In Multnomah County, 4,210 applications have not been paid after 90 days. Statewide, 7,700 applications have not been paid after 60 days, and 3,700 applications have not been paid after 120 days.
“While funding has started being distributed more quickly in recent weeks, this progress is not enough to prevent evictions for tenants who have been waiting months for assistance,” the letter said. “When a family is evicted, it negatively impacts their physical health, their mental health, their children’s education, their ability to keep a job, and their long-term well-being. Even a short period of becoming unhoused or housing instability can do long-term, generational harm to families and communities.”
In their letter, Fahey and Jama also requested that OHCS make improvements to the Allita 360 web portal that has caused headaches for tenants and back-end staff alike. They suggest the application move toward a more tenant-friendly and accessible process for those who don’t have computer access or whose first language is not English.
They’re also urging the state and its partners to take advantage of flexibilities that the federal government is allowing states to help speed this process.
That includes allowing applicants to self attest that the financial information they’re providing is accurate rather than providing documentation in an attempt to remove barriers which have made the process overly burdensome for low-income families.
Fahey told OPB Tuesday that while much of the focus in this effort has been on improving the speed and efficiency with which the state is processing applications, messaging also remains a major problem as thousands of people remain unaware these protections and assistance dollars are available to them.
“The other piece of this, the outreach and communication, making sure people know about the assistance and protections, has not had as much attention as it should,” Fahey said. “There are some success stories in doing that outreach, but, generally, I worry that too many are leaving their apartments before they even get to the court process.”

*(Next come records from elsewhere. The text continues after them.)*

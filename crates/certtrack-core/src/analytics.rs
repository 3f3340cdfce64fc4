use crate::status::StatusResolver;
use crate::{CertificationRecord, CertificationStatus};
use chrono::NaiveDate;
use serde::{Deserialize, Serialize};
use std::collections::BTreeMap;

/// Monthly rollup of a user's certifications. Always recomputed in full and
/// written over the previous summary for the same month.
#[derive(Debug, Clone, Serialize, Deserialize, PartialEq)]
#[serde(rename_all = "camelCase")]
pub struct AnalyticsSummary {
    pub owner: String,
    /// `YYYY-MM`
    pub month: String,
    pub computed_on: NaiveDate,
    pub total_count: u64,
    pub active_count: u64,
    pub expiring_count: u64,
    pub expired_count: u64,
    #[serde(default)]
    pub renewed_count: u64,
    pub total_cost: f64,
    #[serde(default)]
    pub category_counts: BTreeMap<String, u64>,
    #[serde(default)]
    pub provider_counts: BTreeMap<String, u64>,
}

pub fn month_key(date: NaiveDate) -> String {
    date.format("%Y-%m").to_string()
}

pub fn summarize(
    owner: &str,
    records: &[CertificationRecord],
    today: NaiveDate,
    resolver: &StatusResolver,
) -> AnalyticsSummary {
    let mut summary = AnalyticsSummary {
        owner: owner.to_string(),
        month: month_key(today),
        computed_on: today,
        total_count: 0,
        active_count: 0,
        expiring_count: 0,
        expired_count: 0,
        renewed_count: 0,
        total_cost: 0.0,
        category_counts: BTreeMap::new(),
        provider_counts: BTreeMap::new(),
    };

    for record in records {
        summary.total_count += 1;
        match resolver.resolve_record(record, today) {
            CertificationStatus::Active => summary.active_count += 1,
            CertificationStatus::Expiring => summary.expiring_count += 1,
            CertificationStatus::Expired => summary.expired_count += 1,
            CertificationStatus::Renewed => summary.renewed_count += 1,
        }
        summary.total_cost += record.cost_or_zero();
        *summary
            .category_counts
            .entry(record.category.clone())
            .or_insert(0) += 1;
        *summary
            .provider_counts
            .entry(record.provider.clone())
            .or_insert(0) += 1;
    }

    summary
}
fn handle_list<C: Clock>(
    args: ListArgs,
    engine: &CertificationEngine<C>,
    store: &SqliteStore,
    owner: &str,
) -> Result<()> {
    let mut records = match (&args.category, args.before) {
        (Some(category), before) => {
            let records = engine.by_category(store, owner, category, before)?;
            if before.is_some() {
                records
                    .into_iter()
                    .filter(|record| record.status.is_in_force())
                    .collect()
            } else {
                records
            }
        }
        (None, Some(before)) => engine.expiring_before(store, owner, before)?,
        (None, None) => engine.list(store, owner)?,
    };
    if let Some(status) = args.status {
        records.retain(|record| record.status == status);
    }

    if args.json {
        return print_json(&records);
    }
    if records.is_empty() {
        println!("No certifications found for {owner}");
        return Ok(());
    }
    let today = engine.today();
    for record in &records {
        println!("{}", list_line(record, today));
    }
    Ok(())
}

fn handle_show<C: Clock>(
    args: ShowArgs,
    engine: &CertificationEngine<C>,
    store: &SqliteStore,
    owner: &str,
) -> Result<()> {
    let record = engine.get(store, owner, &args.id)?;
    let reminders = engine.reminders(store, owner, &args.id)?;
    if args.json {
        return print_json(&json!({ "certification": record, "reminders": reminders }));
    }

    println!("{} ({})", record.name, record.id);
    println!("  provider:  {}", record.provider);
    println!("  category:  {}", record.category);
    println!("  status:    {}", record.status);
    println!("  issued:    {}", record.issue_date);
    println!("  expires:   {}", record.expiration_date);
    if let Some(cost) = record.cost {
        println!("  cost:      {cost:.2}");
    }
    if !record.tags.is_empty() {
        let tags = record.tags.iter().cloned().collect::<Vec<_>>();
        println!("  tags:      {}", tags.join(", "));
    }
    if let Some(url) = &record.document_url {
        println!("  document:  {url}");
    }
    println!("  reminders: {} sent", record.reminders_sent);
    for reminder in &reminders {
        println!("    {}", reminder_line(reminder));
    }
    Ok(())
}

fn handle_edit<C: Clock>(
    args: EditArgs,
    engine: &CertificationEngine<C>,
    store: &SqliteStore,
    owner: &str,
) -> Result<()> {
    let updates = edit_updates(&args);
    if updates.is_empty() {
        bail!("Nothing to update for {}", args.id);
    }
    let written = engine.update(store, owner, &args.id, updates)?;
    if args.json {
        return print_json(&written.record);
    }
    match written.reminders {
        Some(reminders) => println!(
            "Updated {} [{}], {} reminders scheduled",
            written.record.id,
            written.record.status,
            reminders.len()
        ),
        None => println!("Updated {} [{}]", written.record.id, written.record.status),
    }
    Ok(())
}

fn edit_updates(args: &EditArgs) -> Vec<CertificationUpdate> {
    let mut updates = Vec::new();
    if let Some(name) = &args.name {
        updates.push(CertificationUpdate::SetName(name.clone()));
    }
    if let Some(provider) = &args.provider {
        updates.push(CertificationUpdate::SetProvider(provider.clone()));
    }
    if let Some(category) = &args.category {
        updates.push(CertificationUpdate::SetCategory(Some(category.clone())));
    }
    if let Some(issued) = args.issued {
        updates.push(CertificationUpdate::SetIssueDate(issued));
    }
    if let Some(expires) = args.expires {
        updates.push(CertificationUpdate::SetExpirationDate(expires));
    }
    if args.clear_cost {
        updates.push(CertificationUpdate::SetCost(None));
    } else if let Some(cost) = args.cost {
        updates.push(CertificationUpdate::SetCost(Some(cost)));
    }
    if let Some(tags) = &args.tags {
        updates.push(CertificationUpdate::SetTags(tags.clone()));
    }
    if args.clear_url {
        updates.push(CertificationUpdate::SetDocumentUrl(None));
    } else if let Some(url) = &args.url {
        updates.push(CertificationUpdate::SetDocumentUrl(Some(url.clone())));
    }
    if args.mark_renewed {
        updates.push(CertificationUpdate::SetStatusOverride(Some(
            StatusOverride::Renewed,
        )));
    } else if args.clear_override {
        updates.push(CertificationUpdate::SetStatusOverride(None));
    }
    updates
}

fn handle_renew<C: Clock>(
    args: RenewArgs,
    engine: &CertificationEngine<C>,
    store: &SqliteStore,
    owner: &str,
) -> Result<()> {
    let outcome = engine.renew(
        store,
        owner,
        &args.id,
        Renewal {
            issue_date: args.issued,
            expiration_date: Some(args.expires),
            cost: args.cost,
            document_url: args.url,
        },
    )?;
    if args.json {
        return print_json(&json!({
            "previous": outcome.previous,
            "successor": outcome.successor.record,
        }));
    }
    println!(
        "Renewed {} as {} (expires {})",
        outcome.previous.id, outcome.successor.record.id, outcome.successor.record.expiration_date
    );
    Ok(())
}

fn handle_reminders<C: Clock>(
    args: RemindersArgs,
    engine: &CertificationEngine<C>,
    store: &SqliteStore,
    owner: &str,
) -> Result<()> {
    let reminders = if args.regenerate {
        let record = engine.get(store, owner, &args.id)?;
        engine.regenerate_reminders(store, &record)?
    } else {
        engine.reminders(store, owner, &args.id)?
    };
    if args.json {
        return print_json(&reminders);
    }
    if reminders.is_empty() {
        println!("No reminders for {}", args.id);
        return Ok(());
    }
    let due = due_on(&reminders, engine.today()).len();
    println!("{} reminders, {} due", reminders.len(), due);
    for reminder in &reminders {
        println!("- {}", reminder_line(reminder));
    }
    Ok(())
}

fn handle_profile(args: ProfileArgs, store: &SqliteStore, owner: &str) -> Result<()> {
    let current = store.profile(owner)?;
    let profile = if args.email.is_some() || args.name.is_some() {
        let Some(email) = args
            .email
            .or_else(|| current.as_ref().map(|profile| profile.email.clone()))
        else {
            bail!("--email is required for a new profile");
        };
        let name = args
            .name
            .or_else(|| current.as_ref().map(|profile| profile.name.clone()))
            .unwrap_or_default();
        let profile = UserProfile {
            user_id: owner.to_string(),
            email,
            name,
        };
        store.put_profile(&profile)?;
        Some(profile)
    } else {
        current
    };

    match profile {
        Some(profile) if args.json => print_json(&profile),
        Some(profile) => {
            println!("{} <{}> ({})", profile.name, profile.email, profile.user_id);
            Ok(())
        }
        None => {
            println!("No profile stored for {owner}");
            Ok(())
        }
    }
}

fn list_line(record: &CertificationRecord, today: NaiveDate) -> String {
    let days = record.days_until_expiration(today);
    let remaining = if days >= 0 {
        format!("{days}d left")
    } else {
        format!("{}d ago", -days)
    };
    format!(
        "- [{}] {} {} ({}) expires {} ({remaining})",
        record.status, record.id, record.name, record.provider, record.expiration_date
    )
}

fn reminder_line(reminder: &ReminderEvent) -> String {
    let state = match reminder.sent_at {
        Some(at) => format!("sent {}", at.format("%Y-%m-%d")),
        None => "pending".to_string(),
    };
    format!(
        "{} ({} days before) {state}",
        reminder.scheduled_for, reminder.days_before_expiration
    )
}

fn print_json<T: Serialize>(value: &T) -> Result<()> {
    let encoded = serde_json::to_string_pretty(value).context("Failed to encode JSON")?;
    println!("{encoded}");
    Ok(())
}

Sybil Hebb is an attorney with the Oregon Law Center, where a coalition of lawyers have established a statewide eviction defense project aimed at responding to this crisis. Hebb said Fahey is right to assume there are vast numbers of Oregonians who are unaware of their options, and simply self evict before the process has begun in earnest.
“Nonpayment eviction court cases are just the tip of the iceberg,” Hebb said. “There is widespread displacement that’s happening across communities as tenants lose hope that they will ever receive protections.”